Har - LOL - so TRUE - with a V - I use the 2 minute LAW ! the PUP checks in with me unless on POINT !!!!!!!!!!! in 2 minutes the PUP will V in the next COUNTRY ! - RANGE is the first thing YOU teach - I like mine to go large !!!!!!!that is why I have a Garmin Alpha collar 4 wild birds - members should check in with Ken @ willow ranch - he can explain it !!!!!!!


----------



## R E McCraith (Nov 24, 2011)

PIKE lives off lead - when we go out the front door - it is a training day - EVERY DAY - Har like you said - the PUP looks to me for DIRECTION - We hunt as a TEAM - if you HUNT your V - there is no such thing as a DAY OFF !!!!!!


----------



## satellitebeach (Nov 16, 2010)

Buy an electronic collar. It will change your life.
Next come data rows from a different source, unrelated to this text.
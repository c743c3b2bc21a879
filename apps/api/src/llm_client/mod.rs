/// LLM Client — the single point of entry for all generative-text calls.
///
/// ARCHITECTURAL RULE: no other module may call the Gemini API directly.
/// All LLM interactions MUST go through this module.
use reqwest::Client;
use serde::{Deserialize, Serialize};
use thiserror::Error;
use tracing::{debug, warn};

const GEMINI_API_BASE: &str = "https://generativelanguage.googleapis.com/v1beta/models";
/// The model used for all LLM calls.
/// Intentionally hardcoded to prevent accidental drift.
pub const MODEL: &str = "gemini-pro";
const MAX_RETRIES: u32 = 3;

#[derive(Debug, Error)]
pub enum LlmError {
    #[error("HTTP error: {0}")]
    Http(#[from] reqwest::Error),

    #[error("API error (status {status}): {message}")]
    Api { status: u16, message: String },

    #[error("Rate limited after {retries} retries")]
    RateLimited { retries: u32 },

    #[error("LLM returned empty content")]
    EmptyContent,
}

#[derive(Debug, Serialize)]
struct GenerateContentRequest<'a> {
    contents: Vec<Content<'a>>,
}

#[derive(Debug, Serialize)]
struct Content<'a> {
    parts: Vec<Part<'a>>,
}

#[derive(Debug, Serialize)]
struct Part<'a> {
    text: &'a str,
}

#[derive(Debug, Deserialize)]
pub struct LlmResponse {
    #[serde(default)]
    pub candidates: Vec<Candidate>,
}

#[derive(Debug, Deserialize)]
pub struct Candidate {
    pub content: CandidateContent,
}

#[derive(Debug, Deserialize)]
pub struct CandidateContent {
    #[serde(default)]
    pub parts: Vec<CandidatePart>,
}

#[derive(Debug, Deserialize)]
pub struct CandidatePart {
    pub text: Option<String>,
}

impl LlmResponse {
    /// Extracts the text of the first candidate's first text part.
    pub fn text(&self) -> Option<&str> {
        self.candidates
            .first()
            .and_then(|c| c.content.parts.first())
            .and_then(|p| p.text.as_deref())
    }
}

#[derive(Debug, Deserialize)]
struct GeminiError {
    error: GeminiErrorBody,
}

#[derive(Debug, Deserialize)]
struct GeminiErrorBody {
    message: String,
}

/// The single Gemini client used by every generative-text consumer.
/// Wraps the `generateContent` endpoint with retry logic.
#[derive(Clone)]
pub struct GeminiClient {
    client: Client,
    api_key: String,
}

impl GeminiClient {
    pub fn new(api_key: String) -> Self {
        Self {
            client: Client::builder()
                .timeout(std::time::Duration::from_secs(120))
                .build()
                .expect("Failed to build HTTP client"),
            api_key,
        }
    }

    /// Generates text for a prompt, returning the first candidate's text.
    /// Retries on 429 (rate limit) and 5xx errors with exponential backoff.
    pub async fn generate(&self, prompt: &str) -> Result<String, LlmError> {
        let request_body = GenerateContentRequest {
            contents: vec![Content {
                parts: vec![Part { text: prompt }],
            }],
        };

        let url = format!("{GEMINI_API_BASE}/{MODEL}:generateContent");
        let mut last_error: Option<LlmError> = None;

        for attempt in 0..MAX_RETRIES {
            if attempt > 0 {
                // Exponential backoff: 1s, 2s, 4s
                let delay = std::time::Duration::from_millis(1000 * (1 << (attempt - 1)));
                warn!(
                    "LLM call attempt {} failed, retrying after {}ms...",
                    attempt,
                    delay.as_millis()
                );
                tokio::time::sleep(delay).await;
            }

            let response = self
                .client
                .post(&url)
                .header("x-goog-api-key", &self.api_key)
                .header("content-type", "application/json")
                .json(&request_body)
                .send()
                .await;

            let response = match response {
                Ok(r) => r,
                Err(e) => {
                    last_error = Some(LlmError::Http(e));
                    continue;
                }
            };

            let status = response.status();

            if status.as_u16() == 429 || status.is_server_error() {
                let body = response.text().await.unwrap_or_default();
                warn!("LLM API returned {}: {}", status, body);
                last_error = Some(LlmError::Api {
                    status: status.as_u16(),
                    message: body,
                });
                continue;
            }

            if !status.is_success() {
                let body = response.text().await.unwrap_or_default();
                // Try to parse the structured error message
                let message = serde_json::from_str::<GeminiError>(&body)
                    .map(|e| e.error.message)
                    .unwrap_or(body);
                return Err(LlmError::Api {
                    status: status.as_u16(),
                    message,
                });
            }

            let llm_response: LlmResponse = match response.json().await {
                Ok(r) => r,
                Err(e) => return Err(LlmError::Http(e)),
            };

            let text = llm_response.text().ok_or(LlmError::EmptyContent)?;
            debug!("LLM call succeeded: {} chars", text.len());

            return Ok(text.to_string());
        }

        Err(last_error.unwrap_or(LlmError::RateLimited {
            retries: MAX_RETRIES,
        }))
    }
}

#[cfg(test)]
mod tests {
    use super::*;

    #[test]
    fn response_text_extracts_first_candidate_part() {
        let response: LlmResponse = serde_json::from_str(
            r#"{
                "candidates": [{
                    "content": {
                        "parts": [{"text": "Improved description"}],
                        "role": "model"
                    }
                }]
            }"#,
        )
        .unwrap();
        assert_eq!(response.text(), Some("Improved description"));
    }

    #[test]
    fn response_text_is_none_when_candidates_are_empty() {
        let response: LlmResponse = serde_json::from_str("{}").unwrap();
        assert_eq!(response.text(), None);
    }
}
//! Field-level validators shared by the user handlers.

use once_cell::sync::Lazy;
use regex::Regex;

/// Return true if the phone number carries an international country code:
/// a leading `+`, a 1-3 digit country code, then 1-14 digits.
pub fn check_phone_number(phone_number: &str) -> bool {
    static RE: Lazy<Regex> =
        Lazy::new(|| Regex::new(r"^\+\d{1,3}\d{1,14}$").expect("valid regex"));
    RE.is_match(phone_number)
}
impl<F1, Mu1, Mp1, G1, S1, F2, Mu2, Mp2, G2, S2, M, P, S, Q> Strategy<M, P>
    for CoMapElites<
        Side<F1, Mu1, Mp1, Individual<G1, S1, Q>>,
        Side<F2, Mu2, Mp2, Individual<G2, S2, Q>>,
    >
where
    F1: GenotypeFactory<Genotype = G1>,
    Mu1: Mutation<G1>,
    Mp1: SolutionMapper<G1, Solution = S1>,
    F2: GenotypeFactory<Genotype = G2>,
    Mu2: Mutation<G2>,
    Mp2: SolutionMapper<G2, Solution = S2>,
    M: SolutionMapper<(S1, S2), Solution = S>,
    P: Problem<S, Quality = Q>,
    G1: Clone + Send + Sync,
    S1: Clone + Send + Sync,
    G2: Clone + Send + Sync,
    S2: Clone + Send + Sync,
    S: Clone + Send + Sync,
    Q: Clone + Send + Sync,
{
    type State = CoMapElitesState<G1, S1, G2, S2, S, Q>;

    fn init<R: Rng>(
        &self,
        pipeline: &EvaluationPipeline<'_, M, P>,
        rng: &mut R,
    ) -> Result<Self::State, SolverError> {
        let mut progress = Progress::start();
        let n = self.config.initial_population;
        let pairings: Vec<_> = self
            .first
            .factory
            .build(n, rng)
            .into_iter()
            .zip(self.second.factory.build(n, rng))
            .map(|(first, second)| Pairing {
                first,
                second,
                newborn: Newborn::Both,
                parent: None,
                collaborator: None,
            })
            .collect();

        let mut archives = (
            Archive::new(self.first.descriptors.clone())?,
            Archive::new(self.second.descriptors.clone())?,
        );
        let merged = self.evaluate(pipeline, pairings, 0, &mut progress, &mut archives)?;
        progress.refresh_elapsed();

        let order = QualityOrder(pipeline.problem());
        let front =
            DagPartiallyOrderedCollection::new(merged, &order).into_distinct_firsts(&order);
        Ok(CoMapElitesState {
            population: PopulationState::new(progress, DagPartiallyOrderedCollection::new(front, &order)),
            first: archives.0,
            second: archives.1,
        })
    }

    fn update<R: Rng>(
        &self,
        pipeline: &EvaluationPipeline<'_, M, P>,
        rng: &mut R,
        state: Self::State,
    ) -> Result<Self::State, SolverError> {
        let CoMapElitesState {
            population,
            first,
            second,
        } = state;
        let (mut progress, front) = population.into_parts();
        let iteration = progress.next_iteration();

        let (ones, twos) = (first.occupants(), second.occupants());
        if ones.is_empty() || twos.is_empty() {
            return Err(SolverError::EmptyPopulation { operation: "pair" });
        }
        let mut pairings = Vec::with_capacity(2 * self.config.batch_size);
        for _ in 0..self.config.batch_size {
            let parent = ones[rng.random_range(0..ones.len())];
            let collaborator = twos[rng.random_range(0..twos.len())];
            pairings.push(Pairing {
                first: self.first.mutation.mutate(parent.genotype(), rng),
                second: collaborator.genotype().clone(),
                newborn: Newborn::First,
                parent: Some(parent.id()),
                collaborator: Some(collaborator.id()),
            });
        }
        for _ in 0..self.config.batch_size {
            let parent = twos[rng.random_range(0..twos.len())];
            let collaborator = ones[rng.random_range(0..ones.len())];
            pairings.push(Pairing {
                first: collaborator.genotype().clone(),
                second: self.second.mutation.mutate(parent.genotype(), rng),
                newborn: Newborn::Second,
                parent: Some(parent.id()),
                collaborator: Some(collaborator.id()),
            });
        }

        let mut archives = (first, second);
        let mut merged = self.evaluate(pipeline, pairings, iteration, &mut progress, &mut archives)?;
        progress.advance();
        debug!(
            "co-evolution iteration {iteration}: archives hold {}/{} and {}/{} cells",
            archives.0.len(),
            archives.0.capacity(),
            archives.1.len(),
            archives.1.capacity()
        );

        let order = QualityOrder(pipeline.problem());
        let mut candidates = front.into_items();
        candidates.append(&mut merged);
        let front =
            DagPartiallyOrderedCollection::new(candidates, &order).into_distinct_firsts(&order);
        Ok(CoMapElitesState {
            population: PopulationState::new(progress, DagPartiallyOrderedCollection::new(front, &order)),
            first: archives.0,
            second: archives.1,
        })
    }
}
//! Evaluated candidates.

use std::collections::BTreeSet;
use std::sync::atomic::{AtomicU64, Ordering};

static NEXT_ID: AtomicU64 = AtomicU64::new(0);

/// Returns a process-unique, increasing identifier.
fn next_id() -> u64 {
    NEXT_ID.fetch_add(1, Ordering::Relaxed)
}

/// Immutable record of one evaluated candidate.
///
/// `quality` is always the quality of `solution` as computed at
/// `quality_mapping_iteration`. Nothing is mutated after construction:
/// re-evaluation produces a new value through [`with_quality`](Self::with_quality).
#[derive(Debug, Clone, PartialEq)]
#[cfg_attr(feature = "serde", derive(serde::Serialize, serde::Deserialize))]
pub struct Individual<G, S, Q> {
    id: u64,
    genotype: G,
    solution: S,
    quality: Q,
    genotype_birth_iteration: u64,
    quality_mapping_iteration: u64,
    parent_ids: BTreeSet<u64>,
}

impl<G, S, Q> Individual<G, S, Q> {
    /// Creates a newly born individual with a fresh id.
    ///
    /// The quality mapping iteration equals the birth iteration.
    pub fn new<I>(genotype: G, solution: S, quality: Q, birth_iteration: u64, parent_ids: I) -> Self
    where
        I: IntoIterator<Item = u64>,
    {
        Self {
            id: next_id(),
            genotype,
            solution,
            quality,
            genotype_birth_iteration: birth_iteration,
            quality_mapping_iteration: birth_iteration,
            parent_ids: parent_ids.into_iter().collect(),
        }
    }

    /// Returns the same candidate re-scored at `iteration`.
    ///
    /// Id, genotype, solution, birth iteration and parents are kept.
    pub fn with_quality(self, quality: Q, iteration: u64) -> Self {
        Self {
            quality,
            quality_mapping_iteration: iteration,
            ..self
        }
    }

    pub fn id(&self) -> u64 {
        self.id
    }

    pub fn genotype(&self) -> &G {
        &self.genotype
    }

    pub fn solution(&self) -> &S {
        &self.solution
    }

    pub fn quality(&self) -> &Q {
        &self.quality
    }

    /// Iteration at which the genotype was created.
    pub fn genotype_birth_iteration(&self) -> u64 {
        self.genotype_birth_iteration
    }

    /// Iteration at which the quality was last computed.
    pub fn quality_mapping_iteration(&self) -> u64 {
        self.quality_mapping_iteration
    }

    /// Ids of the parents; empty for the initial population.
    pub fn parent_ids(&self) -> &BTreeSet<u64> {
        &self.parent_ids
    }
}
//! Random search strategy.

use log::debug;
use rand::Rng;

use super::config::RandomSearchConfig;
use crate::error::{ConfigError, SolverError};
use crate::order::DagPartiallyOrderedCollection;
use crate::solver::{
    EvaluationPipeline, GenotypeFactory, Offspring, PopulationState, Problem, Progress,
    QualityOrder, SolutionMapper, Strategy,
};

/// Samples fresh genotypes every iteration and keeps the best seen.
///
/// The population is always the non-dominated set of the previous
/// population plus the new batch, so it never gets worse. Of members that
/// compare `Same`, only the earliest is kept.
#[derive(Debug, Clone)]
pub struct RandomSearch<F> {
    config: RandomSearchConfig,
    factory: F,
}

impl<F> RandomSearch<F> {
    pub fn new(config: RandomSearchConfig, factory: F) -> Result<Self, ConfigError> {
        config.validate()?;
        Ok(Self { config, factory })
    }

    pub fn config(&self) -> &RandomSearchConfig {
        &self.config
    }

    fn sample<R: Rng>(&self, rng: &mut R) -> Vec<Offspring<F::Genotype>>
    where
        F: GenotypeFactory,
    {
        self.factory
            .build(self.config.batch_size, rng)
            .into_iter()
            .map(Offspring::orphan)
            .collect()
    }
}

impl<F, M, P> Strategy<M, P> for RandomSearch<F>
where
    F: GenotypeFactory,
    F::Genotype: Sync,
    M: SolutionMapper<F::Genotype>,
    M::Solution: Send + Sync,
    P: Problem<M::Solution>,
{
    type State = PopulationState<F::Genotype, M::Solution, P::Quality>;

    fn init<R: Rng>(
        &self,
        pipeline: &EvaluationPipeline<'_, M, P>,
        rng: &mut R,
    ) -> Result<Self::State, SolverError> {
        let mut progress = Progress::start();
        let evaluated = pipeline.evaluate_births(self.sample(rng), 0, &mut progress)?;
        progress.refresh_elapsed();

        let order = QualityOrder(pipeline.problem());
        let front =
            DagPartiallyOrderedCollection::new(evaluated, &order).into_distinct_firsts(&order);
        Ok(PopulationState::new(
            progress,
            DagPartiallyOrderedCollection::new(front, &order),
        ))
    }

    fn update<R: Rng>(
        &self,
        pipeline: &EvaluationPipeline<'_, M, P>,
        rng: &mut R,
        state: Self::State,
    ) -> Result<Self::State, SolverError> {
        let (mut progress, population) = state.into_parts();
        let iteration = progress.next_iteration();

        let evaluated = pipeline.evaluate_births(self.sample(rng), iteration, &mut progress)?;
        let mut candidates = population.into_items();
        candidates.extend(evaluated);

        let order = QualityOrder(pipeline.problem());
        let front =
            DagPartiallyOrderedCollection::new(candidates, &order).into_distinct_firsts(&order);
        progress.advance();
        debug!("random search iteration {iteration}: front size {}", front.len());

        Ok(PopulationState::new(
            progress,
            DagPartiallyOrderedCollection::new(front, &order),
        ))
    }
}

#[cfg(test)]
mod tests {
    use super::*;
    use crate::order::PartiallyOrderedCollection;
    use crate::random::create_rng;
    use crate::solver::{Identity, IterativeSolver, StopCondition};
    use crate::testing::{BitFactory, OneMax, RealFactory, Zdt1};
    use rayon::ThreadPoolBuilder;

    #[test]
    fn test_rejects_zero_batch() {
        let result = RandomSearch::new(
            RandomSearchConfig::default().with_batch_size(0),
            BitFactory { len: 4 },
        );
        assert!(matches!(result, Err(ConfigError::NonPositive { .. })));
    }

    #[test]
    fn test_best_never_regresses() {
        let strategy = RandomSearch::new(
            RandomSearchConfig::default().with_batch_size(8),
            BitFactory { len: 16 },
        )
        .unwrap();
        let pool = ThreadPoolBuilder::new().num_threads(2).build().unwrap();
        let solver = IterativeSolver::new(strategy, Identity, StopCondition::iterations(20));
        let mut rng = create_rng(9);

        let mut state: PopulationState<Vec<bool>, Vec<bool>, f64> =
            solver.init(&OneMax, &mut rng, &pool).unwrap();
        let mut best = *state.firsts()[0].quality();
        while !solver.terminate(&state) {
            state = solver.update(&OneMax, &mut rng, &pool, state).unwrap();
            let current = *state.firsts()[0].quality();
            assert!(current >= best);
            best = current;
            // A scalar front is one tie class, held by a single member.
            assert_eq!(state.population().len(), 1);
        }
        assert_eq!(state.progress().n_of_births(), 8 * 21);
    }

    #[test]
    fn test_plateaued_front_stays_bounded() {
        // 64 samples of 6 bits hit the optimum almost at once, then keep
        // producing exact ties of it.
        let strategy = RandomSearch::new(
            RandomSearchConfig::default().with_batch_size(64),
            BitFactory { len: 6 },
        )
        .unwrap();
        let pool = ThreadPoolBuilder::new().num_threads(4).build().unwrap();
        let solver = IterativeSolver::new(strategy, Identity, StopCondition::iterations(200));
        let mut rng = create_rng(11);

        let mut state: PopulationState<Vec<bool>, Vec<bool>, f64> =
            solver.init(&OneMax, &mut rng, &pool).unwrap();
        assert_eq!(state.population().len(), 1);
        let mut incumbent = state.population().all()[0].id();
        while !solver.terminate(&state) {
            let previous = *state.firsts()[0].quality();
            state = solver.update(&OneMax, &mut rng, &pool, state).unwrap();
            assert_eq!(state.population().len(), 1);
            let kept = &state.population().all()[0];
            // A tie never displaces the member already held.
            if *kept.quality() == previous {
                assert_eq!(kept.id(), incumbent);
            }
            incumbent = kept.id();
        }
        assert_eq!(*state.firsts()[0].quality(), 6.0);
        assert_eq!(state.progress().n_of_births(), 64 * 201);
    }

    #[test]
    fn test_multi_objective_front_is_mutually_non_dominated() {
        let strategy = RandomSearch::new(
            RandomSearchConfig::default().with_batch_size(30),
            RealFactory {
                dim: 4,
                lower: 0.0,
                upper: 1.0,
            },
        )
        .unwrap();
        let pool = ThreadPoolBuilder::new().num_threads(4).build().unwrap();
        let solver = IterativeSolver::new(strategy, Identity, StopCondition::iterations(5));
        let problem = Zdt1::new();
        let mut rng = create_rng(3);
        let mut state: PopulationState<Vec<f64>, Vec<f64>, Vec<f64>> =
            solver.init(&problem, &mut rng, &pool).unwrap();
        while !solver.terminate(&state) {
            state = solver.update(&problem, &mut rng, &pool, state).unwrap();
        }

        let front = state.population();
        assert!(!front.is_empty());
        assert_eq!(front.firsts().len(), front.len());
        assert_eq!(solver.extract_solutions(&state).len(), front.len());
    }
}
I was having the same issue with my, Winston, and our Llewellen Setter, Pickles. We bought two e-collars and we can now ride bikes with both of them beside us, off leash or on. We can spend a day at the beach with them and trust them not to run off. It is pretty easy to adjust them to a setting that gets their attention but does not hurt them. Both of our dogs get really excited when we try to put them on them because they know they are about to do something really fun outside.


----------



## R E McCraith (Nov 24, 2011)

Sat - been there done that ! a E - collar only comes into play - when they know their commands - YOU GET IT !!!!!!


----------